I don't blame Duffy for staying silent – victim blaming stops many women from speaking out about rape

Sarah Arnold
Duffy performs on 20 March 2009 in Hong Kong: Victor Fraile/Getty Images

This week has been a rather monumental one for the #MeToo movement. Firstly, Harvey Weinstein has been found guilty of rape. Then, Duffy comes out of nowhere and details the reason for her absence was due to trauma from being drugged, raped and held captive over a number of days.

That was such a difficult post for Duffy to make, and there’s no doubt she wondered if she should publically state what she suffered. It was horrifying to read it. But it’s not in any way surprising she took so long to come forward and speak about it.

Even in the era when people in their millions used the #MeToo hashtag, it’s still difficult to speak about past traumas for fear of not being believed.

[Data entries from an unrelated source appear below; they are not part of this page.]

use crate::cnf::DEFAULT_BATCH_SIZE;
use crate::ctx::Context;
use crate::dbs::operator::{InputRow, OperatorBase};
use crate::dbs::Block;
use crate::err::Error;
use crate::plan::SortKey;
use crate::val::{compare, Value};
use std::cmp::Ordering;
use std::collections::VecDeque;

static NONE: Value = Value::None;

/// Merges the already-sorted streams of N clients on a coordinator.
///
/// Without sort keys the clients are drained in order. With sort keys the
/// client whose head row is minimal under the lexicographic comparator is
/// picked row by row; a client with an empty queue and a live dependency
/// is refilled before it takes part, and a drained client never wins.
pub(crate) struct GatherOperator {
	pub(crate) base: OperatorBase,
	sort_keys: Vec<SortKey>,
	/// One deque of buffered blocks per client
	queues: Vec<VecDeque<Block>>,
	/// The row cursor into each client's front block
	pos: Vec<usize>,
	exhausted: Vec<bool>,
}

impl GatherOperator {
	pub(crate) fn new(base: OperatorBase, sort_keys: Vec<SortKey>) -> Self {
		let clients = base.deps.len();
		Self {
			base,
			sort_keys,
			queues: vec![VecDeque::new(); clients],
			pos: vec![0; clients],
			exhausted: vec![false; clients],
		}
	}

	pub(crate) async fn initialize_cursor(
		&mut self,
		ctx: &Context,
		input: InputRow<'_>,
	) -> Result<(), Error> {
		self.base.initialize_cursor(ctx, input).await?;
		for queue in &mut self.queues {
			queue.clear();
		}
		self.pos.fill(0);
		self.exhausted.fill(false);
		Ok(())
	}

	/// Drop every client's buffered blocks.
	pub(crate) fn release(&mut self) {
		for queue in &mut self.queues {
			queue.clear();
		}
		self.pos.fill(0);
	}

	/// Make sure client `c` has a head row, refilling its deque when it
	/// runs dry. Returns false once the client is drained for good.
	async fn ensure(&mut self, ctx: &Context, c: usize) -> Result<bool, Error> {
		while self.queues[c].is_empty() && !self.exhausted[c] {
			ctx.check()?;
			match self.base.deps[c]
				.get_some(ctx, *DEFAULT_BATCH_SIZE, *DEFAULT_BATCH_SIZE)
				.await?
			{
				Some(block) => self.queues[c].push_back(block),
				None => self.exhausted[c] = true,
			}
		}
		Ok(!self.queues[c].is_empty())
	}

	fn advance(&mut self, c: usize) {
		self.pos[c] += 1;
		if self.pos[c] >= self.queues[c].front().map(Block::rows).unwrap_or(0) {
			self.queues[c].pop_front();
			self.pos[c] = 0;
		}
	}

	/// The client whose head row sorts first, `None` when all are done.
	async fn pick(&mut self, ctx: &Context) -> Result<Option<usize>, Error> {
		let mut winner: Option<usize> = None;
		for c in 0..self.queues.len() {
			if !self.ensure(ctx, c).await? {
				continue;
			}
			let Some(best) = winner else {
				winner = Some(c);
				continue;
			};
			if self.head_cmp(c, best) == Ordering::Less {
				winner = Some(c);
			}
		}
		Ok(winner)
	}

	/// Compare the head rows of two clients along the sort keys; when the
	/// keys are equal the earlier client wins, keeping the merge stable.
	fn head_cmp(&self, a: usize, b: usize) -> Ordering {
		let block_a = self.queues[a].front().unwrap();
		let block_b = self.queues[b].front().unwrap();
		for key in &self.sort_keys {
			let left = block_a.get(self.pos[a], key.reg).unwrap_or(&NONE);
			let right = block_b.get(self.pos[b], key.reg).unwrap_or(&NONE);
			let order = match key.ascending {
				true => compare(left, right),
				false => compare(right, left),
			};
			match order {
				Ordering::Equal => continue,
				order => return order,
			}
		}
		Ordering::Equal
	}

	pub(crate) async fn get_or_skip_some(
		&mut self,
		ctx: &Context,
		at_least: usize,
		at_most: usize,
		skipping: bool,
	) -> Result<(Option<Block>, usize), Error> {
		if self.sort_keys.is_empty() {
			self.simple(ctx, at_least, at_most, skipping).await
		} else {
			self.sorted(ctx, at_most, skipping).await
		}
	}

	/// Drain the clients in order, forwarding whichever yields next.
	async fn simple(
		&mut self,
		ctx: &Context,
		at_least: usize,
		at_most: usize,
		skipping: bool,
	) -> Result<(Option<Block>, usize), Error> {
		let mut collected = Vec::new();
		let mut count = 0;
		'outer: while count < at_least {
			for c in 0..self.queues.len() {
				if !self.ensure(ctx, c).await? {
					continue;
				}
				let front = self.queues[c].front().unwrap();
				let take = (front.rows() - self.pos[c]).min(at_most - count);
				if !skipping {
					if self.pos[c] == 0 && take == front.rows() {
						collected.push(self.queues[c].pop_front().unwrap());
					} else {
						collected.push(front.slice(self.pos[c], self.pos[c] + take));
						self.pos[c] += take;
						if self.pos[c] >= self.queues[c].front().unwrap().rows() {
							self.queues[c].pop_front();
							self.pos[c] = 0;
						}
					}
				} else {
					self.pos[c] += take;
					if self.pos[c] >= front.rows() {
						self.queues[c].pop_front();
						self.pos[c] = 0;
					}
				}
				count += take;
				continue 'outer;
			}
			// Every client is drained
			break;
		}
		if skipping || count == 0 {
			self.base.done = count == 0;
			return Ok((None, count));
		}
		let block = Block::concatenate(collected)?;
		Ok((Some(block), count))
	}

	/// Merge row by row along the sort keys.
	async fn sorted(
		&mut self,
		ctx: &Context,
		at_most: usize,
		skipping: bool,
	) -> Result<(Option<Block>, usize), Error> {
		let mut out = (!skipping).then(|| Block::new(at_most, self.base.width));
		let mut count = 0;
		while count < at_most {
			ctx.check()?;
			let Some(c) = self.pick(ctx).await? else {
				break;
			};
			if let Some(out) = out.as_mut() {
				let pos = self.pos[c];
				self.queues[c].front_mut().unwrap().move_row(pos, out, count);
			}
			self.advance(c);
			count += 1;
		}
		if count == 0 {
			self.base.done = true;
			return Ok((None, 0));
		}
		match out {
			Some(mut out) => {
				out.shrink(count);
				Ok((Some(out), count))
			}
			None => Ok((None, count)),
		}
	}

	/// Liveness is the OR over the clients.
	pub(crate) async fn has_more(&mut self, ctx: &Context) -> Result<bool, Error> {
		for c in 0..self.queues.len() {
			if self.ensure(ctx, c).await? {
				return Ok(true);
			}
		}
		self.base.done = true;
		Ok(false)
	}
}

Rape and sexual assault can often be a “he said, she said” scenario and “innocent until proven guilty” is applied freely to perpetrators.

Take the Weinstein case. When the first allegations of sexual misconduct came to the fore, many in the industry remained silent, or stated they’d never noticed his behaviour. Women were blamed for using him to enhance their career prospects.

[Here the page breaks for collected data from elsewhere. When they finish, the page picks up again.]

impl Operator {
	pub(crate) fn base(&self) -> &OperatorBase {
		match self {
			Operator::Singleton(o) => &o.base,
			Operator::Collection(o) => &o.base,
			Operator::List(o) => &o.base,
			Operator::Index(o) => &o.base,
			Operator::Calculation(o) => &o.base,
			Operator::Filter(o) => &o.base,
			Operator::Subquery(o) => &o.base,
			Operator::Aggregate(o) => &o.base,
			Operator::Sort(o) => &o.base,
			Operator::Limit(o) => &o.base,
			Operator::Return(o) => &o.base,
			Operator::Modify(o) => &o.base,
			Operator::Gather(o) => &o.base,
			Operator::Scatter(o) => &o.base,
			Operator::Distribute(o) => &o.base,
			Operator::Remote(o) => &o.base,
		}
	}

	pub(crate) fn base_mut(&mut self) -> &mut OperatorBase {
		match self {
			Operator::Singleton(o) => &mut o.base,
			Operator::Collection(o) => &mut o.base,
			Operator::List(o) => &mut o.base,
			Operator::Index(o) => &mut o.base,
			Operator::Calculation(o) => &mut o.base,
			Operator::Filter(o) => &mut o.base,
			Operator::Subquery(o) => &mut o.base,
			Operator::Aggregate(o) => &mut o.base,
			Operator::Sort(o) => &mut o.base,
			Operator::Limit(o) => &mut o.base,
			Operator::Return(o) => &mut o.base,
			Operator::Modify(o) => &mut o.base,
			Operator::Gather(o) => &mut o.base,
			Operator::Scatter(o) => &mut o.base,
			Operator::Distribute(o) => &mut o.base,
			Operator::Remote(o) => &mut o.base,
		}
	}

	/// One-shot initialization before any work, propagated leaves-first.
	#[async_recursion]
	pub(crate) async fn initialize(&mut self, ctx: &Context) -> Result<(), Error> {
		for dep in &mut self.base_mut().deps {
			dep.initialize(ctx).await?;
		}
		Ok(())
	}

	/// Re-entrant reset to a new input binding, propagated with the same
	/// arguments.
	#[async_recursion]
	pub(crate) async fn initialize_cursor<'ic>(
		&'ic mut self,
		ctx: &'ic Context,
		input: InputRow<'ic>,
	) -> Result<(), Error> {
		match self {
			Operator::Singleton(o) => o.initialize_cursor(ctx, input).await,
			Operator::Collection(o) => o.initialize_cursor(ctx, input).await,
			Operator::List(o) => o.initialize_cursor(ctx, input).await,
			Operator::Index(o) => o.initialize_cursor(ctx, input).await,
			Operator::Calculation(o) => o.base.initialize_cursor(ctx, input).await,
			Operator::Filter(o) => o.base.initialize_cursor(ctx, input).await,
			Operator::Subquery(o) => o.initialize_cursor(ctx, input).await,
			Operator::Aggregate(o) => o.initialize_cursor(ctx, input).await,
			Operator::Sort(o) => o.initialize_cursor(ctx, input).await,
			Operator::Limit(o) => o.initialize_cursor(ctx, input).await,
			Operator::Return(o) => o.base.initialize_cursor(ctx, input).await,
			Operator::Modify(o) => o.initialize_cursor(ctx, input).await,
			Operator::Gather(o) => o.initialize_cursor(ctx, input).await,
			Operator::Scatter(o) => o.initialize_cursor(ctx, input).await,
			Operator::Distribute(o) => o.initialize_cursor(ctx, input).await,
			Operator::Remote(o) => o.initialize_cursor(ctx, input).await,
		}
	}

	/// Release buffers and propagate shutdown to every dependency,
	/// collecting errors without throwing past any of them.
	#[async_recursion]
	pub(crate) async fn shutdown(&mut self, ctx: &Context, code: i64) -> Result<(), Error> {
		match self {
			Operator::Index(o) => o.release(),
			Operator::Collection(o) => o.release(),
			Operator::Subquery(o) => o.release(),
			Operator::Aggregate(o) => o.release(),
			Operator::Gather(o) => o.release(),
			Operator::Scatter(o) => return o.shutdown(ctx, code).await,
			Operator::Distribute(o) => return o.shutdown(ctx, code).await,
			Operator::Remote(o) => return o.shutdown(ctx, code).await,
			_ => (),
		}
		self.base_mut().shutdown_deps(ctx, code).await
	}

	/// Pull the next batch of rows, aiming for `[at_least, at_most]` rows
	/// and never returning an empty block.
	pub(crate) async fn get_some(
		&mut self,
		ctx: &Context,
		at_least: usize,
		at_most: usize,
	) -> Result<Option<Block>, Error> {
		ctx.check()?;
		let at_least = at_least.clamp(1, at_most.max(1));
		let (block, _) = self.get_or_skip_some(ctx, at_least, at_most, false).await?;
		match block {
			Some(mut block) => {
				debug_assert!(block.rows() >= 1 && block.rows() <= at_most);
				let regs = self.base().regs_to_clear.clone();
				block.clear_registers(&regs);
				Ok(Some(block))
			}
			None => Ok(None),
		}
	}

	/// Pull and discard the next batch of rows, with the same framing
	/// guarantees as [`Operator::get_some`].
	pub(crate) async fn skip_some(
		&mut self,
		ctx: &Context,
		at_least: usize,
		at_most: usize,
	) -> Result<usize, Error> {
		ctx.check()?;
		let at_least = at_least.clamp(1, at_most.max(1));
		let (_, skipped) = self.get_or_skip_some(ctx, at_least, at_most, true).await?;
		Ok(skipped)
	}

	/// Skip exactly `n` rows, reporting whether the end of the stream was
	/// reached.
	pub(crate) async fn skip(&mut self, ctx: &Context, n: usize) -> Result<bool, Error> {
		let mut remaining = n;
		while remaining > 0 {
			let skipped = self.skip_some(ctx, remaining, remaining).await?;
			if skipped == 0 {
				break;
			}
			remaining -= skipped;
		}
		Ok(!self.has_more(ctx).await?)
	}

	#[async_recursion]
	async fn get_or_skip_some(
		&mut self,
		ctx: &Context,
		at_least: usize,
		at_most: usize,
		skipping: bool,
	) -> Result<(Option<Block>, usize), Error> {
		match self {
			Operator::Singleton(o) => o.get_or_skip_some(ctx, at_least, at_most, skipping).await,
			Operator::Collection(o) => o.get_or_skip_some(ctx, at_least, at_most, skipping).await,
			Operator::List(o) => o.get_or_skip_some(ctx, at_least, at_most, skipping).await,
			Operator::Index(o) => o.get_or_skip_some(ctx, at_least, at_most, skipping).await,
			Operator::Calculation(o) => o.get_or_skip_some(ctx, at_least, at_most, skipping).await,
			Operator::Filter(o) => o.get_or_skip_some(ctx, at_least, at_most, skipping).await,
			Operator::Subquery(o) => o.get_or_skip_some(ctx, at_least, at_most, skipping).await,
			Operator::Aggregate(o) => o.get_or_skip_some(ctx, at_least, at_most, skipping).await,
			Operator::Sort(o) => o.get_or_skip_some(ctx, at_least, at_most, skipping).await,
			Operator::Limit(o) => o.get_or_skip_some(ctx, at_least, at_most, skipping).await,
			Operator::Return(o) => o.get_or_skip_some(ctx, at_least, at_most, skipping).await,
			Operator::Modify(o) => o.get_or_skip_some(ctx, at_least, at_most, skipping).await,
			Operator::Gather(o) => o.get_or_skip_some(ctx, at_least, at_most, skipping).await,
			Operator::Remote(o) => o.get_or_skip_some(ctx, at_least, at_most, skipping).await,
			Operator::Scatter(_) | Operator::Distribute(_) => Err(Error::Internal {
				message: String::from("Operator requires a shard-aware call"),
			}),
		}
	}

	/// Whether another `get_some` call can yield rows.
	#[async_recursion]
	pub(crate) async fn has_more(&mut self, ctx: &Context) -> Result<bool, Error> {
		match self {
			Operator::Singleton(o) => Ok(!o.base.done),
			// A finished group may still be pending emission after the
			// input ran dry
			Operator::Aggregate(o) => Ok(!o.base.done),
			Operator::Limit(o) => o.has_more(ctx).await,
			Operator::Gather(o) => o.has_more(ctx).await,
			Operator::Remote(o) => o.has_more(ctx).await,
			Operator::Scatter(_) | Operator::Distribute(_) => Err(Error::Internal {
				message: String::from("Operator requires a shard-aware call"),
			}),
			_ => self.base_mut().has_more(ctx).await,
		}
	}

	/// The total number of rows this operator will produce, `-1` when
	/// unknown.
	pub(crate) async fn count(&mut self, ctx: &Context) -> Result<i64, Error> {
		match self {
			Operator::Singleton(_) => Ok(1),
			Operator::Remote(o) => o.count(ctx).await,
			_ => Ok(UNKNOWN_COUNT),
		}
	}

	/// The number of rows still to come, `-1` when unknown.
	pub(crate) async fn remaining(&mut self, ctx: &Context) -> Result<i64, Error> {
		match self {
			Operator::Singleton(o) => Ok(if o.base.done {
				0
			} else {
				1
			}),
			Operator::Remote(o) => o.remaining(ctx).await,
			_ => Ok(UNKNOWN_COUNT),
		}
	}

	/// Pull the next batch on behalf of one shard, valid on the operators
	/// which track per-client state.
	pub(crate) async fn get_some_for_shard(
		&mut self,
		ctx: &Context,
		at_least: usize,
		at_most: usize,
		shard: &ShardId,
	) -> Result<Option<Block>, Error> {
		ctx.check()?;
		let at_least = at_least.clamp(1, at_most.max(1));
		match self {
			Operator::Scatter(o) => o.get_some_for_shard(ctx, at_least, at_most, shard).await,
			Operator::Distribute(o) => o.get_some_for_shard(ctx, at_least, at_most, shard).await,
			_ => Err(Error::Internal {
				message: String::from("Operator does not track per-shard state"),
			}),
		}
	}

	/// Skip the next batch on behalf of one shard.
	pub(crate) async fn skip_some_for_shard(
		&mut self,
		ctx: &Context,
		at_least: usize,
		at_most: usize,
		shard: &ShardId,
	) -> Result<usize, Error> {
		ctx.check()?;
		let at_least = at_least.clamp(1, at_most.max(1));
		match self {
			Operator::Scatter(o) => o.skip_some_for_shard(ctx, at_least, at_most, shard).await,
			Operator::Distribute(o) => o.skip_some_for_shard(ctx, at_least, at_most, shard).await,
			_ => Err(Error::Internal {
				message: String::from("Operator does not track per-shard state"),
			}),
		}
	}

	/// Whether one shard can still be served rows.
	pub(crate) async fn has_more_for_shard(
		&mut self,
		ctx: &Context,
		shard: &ShardId,
	) -> Result<bool, Error> {
		match self {
			Operator::Scatter(o) => o.has_more_for_shard(ctx, shard).await,
			Operator::Distribute(o) => o.has_more_for_shard(ctx, shard).await,
			_ => Err(Error::Internal {
				message: String::from("Operator does not track per-shard state"),
			}),
		}
	}
}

Then there’s his lawyer Donna Rotunno. She’s been the one cross-examining those who suffered at the hands of Weinstein. When she was asked if she had ever been a victim herself, she responded: “I have not. Because I never put myself in that position.”

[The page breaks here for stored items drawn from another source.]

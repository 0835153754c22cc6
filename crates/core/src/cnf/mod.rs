use once_cell::sync::Lazy;
use std::time::Duration;

/// The publicly visible name of the server
pub const SERVER_NAME: &str = "OpalDB";

/// Default number of rows an operator aims to produce or consume per batch.
/// Batch windows passed down the operator tree are clamped against this.
pub static DEFAULT_BATCH_SIZE: Lazy<usize> =
	lazy_env_parse!("OPAL_DEFAULT_BATCH_SIZE", usize, 1000);

/// How long a coordinator waits for a peer DB-server to answer a single
/// operator call before the query fails with a cluster timeout.
pub static REMOTE_TIMEOUT: Lazy<u64> = lazy_env_parse!("OPAL_REMOTE_TIMEOUT_SECS", u64, 3600);

/// The timeout applied to every remote operator round-trip.
pub fn remote_timeout() -> Duration {
	Duration::from_secs(*REMOTE_TIMEOUT)
}

/// Storage scan batch size for collection and index scans. Operators ask
/// the storage layer for at least this many document pointers at a time.
pub static SCAN_BATCH_SIZE: Lazy<usize> = lazy_env_parse!("OPAL_SCAN_BATCH_SIZE", usize, 1000);
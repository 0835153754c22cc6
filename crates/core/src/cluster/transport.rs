use crate::cluster::ShardId;
use crate::err::Error;
use crate::val::Json;
use futures::future::BoxFuture;
use std::time::Duration;

/// The HTTP header carrying the calling shard's id when a DB-server
/// addresses another shard.
pub const SHARD_ID_HEADER: &str = "Shard-Id";

#[derive(Clone, Copy, Debug, Eq, PartialEq)]
pub enum Method {
	Get,
	Put,
}

/// One synchronous request to a peer DB-server.
#[derive(Clone, Debug)]
pub struct PeerRequest {
	pub method: Method,
	/// The request path, including the database prefix
	pub path: String,
	/// The calling shard, set when the caller is a DB-server
	pub shard: Option<ShardId>,
	pub body: Option<Json>,
	pub timeout: Duration,
}

/// The transport collaborator carrying operator calls to peer DB-servers.
///
/// A transport resolves a server name, performs the round-trip, and hands
/// back the decoded response body. Transport-level failures map onto
/// [`Error::ClusterTimeout`] and [`Error::ClusterConnectionLost`];
/// error bodies inside a successful round-trip are left to the caller.
pub trait Transport: Send + Sync {
	fn send<'a>(&'a self, server: &'a str, request: PeerRequest)
		-> BoxFuture<'a, Result<Json, Error>>;
}

#[cfg(feature = "http")]
pub use self::http::HttpTransport;

#[cfg(feature = "http")]
mod http {
	use super::*;
	use futures::FutureExt;
	use std::collections::HashMap;
	use url::Url;

	/// The production transport, tunnelling operator calls over HTTP.
	pub struct HttpTransport {
		client: reqwest::Client,
		endpoints: HashMap<String, Url>,
	}

	impl HttpTransport {
		pub fn new() -> Self {
			Self {
				client: reqwest::Client::new(),
				endpoints: HashMap::new(),
			}
		}

		/// Register the base URL a server name resolves to.
		pub fn with_endpoint(mut self, server: &str, endpoint: Url) -> Self {
			self.endpoints.insert(server.to_owned(), endpoint);
			self
		}

		async fn roundtrip(&self, server: &str, request: PeerRequest) -> Result<Json, Error> {
			let base = self.endpoints.get(server).ok_or_else(|| Error::ClusterConnectionLost {
				server: server.to_owned(),
			})?;
			let url = base.join(request.path.trim_start_matches('/')).map_err(|e| {
				Error::ClusterCommunication {
					message: format!("Invalid peer path '{}': {e}", request.path),
				}
			})?;
			let mut req = match request.method {
				Method::Get => self.client.get(url),
				Method::Put => self.client.put(url),
			};
			req = req.timeout(request.timeout);
			if let Some(shard) = &request.shard {
				req = req.header(SHARD_ID_HEADER, shard);
			}
			if let Some(body) = &request.body {
				req = req.json(body);
			}
			let shard = request.shard.clone().unwrap_or_default();
			let res = req.send().await.map_err(|e| {
				if e.is_timeout() {
					Error::ClusterTimeout {
						server: server.to_owned(),
						shard: shard.clone(),
					}
				} else {
					Error::ClusterConnectionLost {
						server: server.to_owned(),
					}
				}
			})?;
			let status = res.status();
			let body: Json = res.json().await.map_err(|e| Error::ClusterCommunication {
				message: format!("Unreadable response from server '{server}': {e}"),
			})?;
			if !status.is_success() {
				// A structured error body is rethrown with its error number
				if let Some(num) = body.get("errorNum").and_then(Json::as_i64) {
					let message = body
						.get("errorMessage")
						.and_then(Json::as_str)
						.unwrap_or_default()
						.to_owned();
					return Err(Error::from_code(num, message));
				}
				return Err(Error::ClusterCommunication {
					message: format!("HTTP {status} from server '{server}'"),
				});
			}
			Ok(body)
		}
	}

	impl Default for HttpTransport {
		fn default() -> Self {
			Self::new()
		}
	}

	impl Transport for HttpTransport {
		fn send<'a>(
			&'a self,
			server: &'a str,
			request: PeerRequest,
		) -> BoxFuture<'a, Result<Json, Error>> {
			self.roundtrip(server, request).boxed()
		}
	}
}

It’s that victim blaming that keeps people from speaking out. The shame of a sexual assault is enough without other women saying there’s things they could have done to prevent it. The facts are that there is one cause of rape and that is rapists themselves.

And when victims do speak up, you’ll find that their words aren’t taken seriously. At the end of the day it took 80 alleged victims of Weinstein to obtain the two convictions on what were ultimately the lesser charges.

It doesn’t appear court systems are set up for women to be believed. When a rape case goes to court, the onus is on the victim to prove they didn’t give consent. It’s not on the alleged attacker to prove consent is given.

Obtaining consent and respecting women still isn’t at the fore of relationships and sex education at school. It should be.

Another issue with the judicial system is that rape must be proved beyond reasonable doubt. Maybe there is a case for having these offences decided on the balance of probability instead?

The trauma these women have had to go through in the judicial system holds women back from sharing their experiences.

A year after 2018’s “rugby rape trial” in Belfast, reported rapes in Northern Ireland were down 9 per cent. Is this because women aren’t being attacked anymore? Maybe. But the perception that a woman might still not be believed despite having their underwear and previous sexual history explored in minute detail in court, could also be a reason why less victims are coming forward.

I don’t blame Duffy for hiding away for so long. She suffered one of the worst things that can ever happen to a woman. She was violated, held captive and to talk openly about this is so brave.

But when the response from one news organisation runs with the headline of Duffy’s “tale”, and then implies the validity of her claim should be questioned because she didn’t include specifics in her post, doesn’t encourage women (and it is mostly women) to come forward and share their experiences.

We need to believe women when they share this trauma. Duffy was showing such courage by stepping forward and explaining her absence. Duffy should be praised for the stand she has taken. She’s a woman who has remarkable talent and she’s hidden that away for too long.

It’s the Weinsteins of this world we need to be holding to account. We should all question their motives. They need to be the ones who are afraid.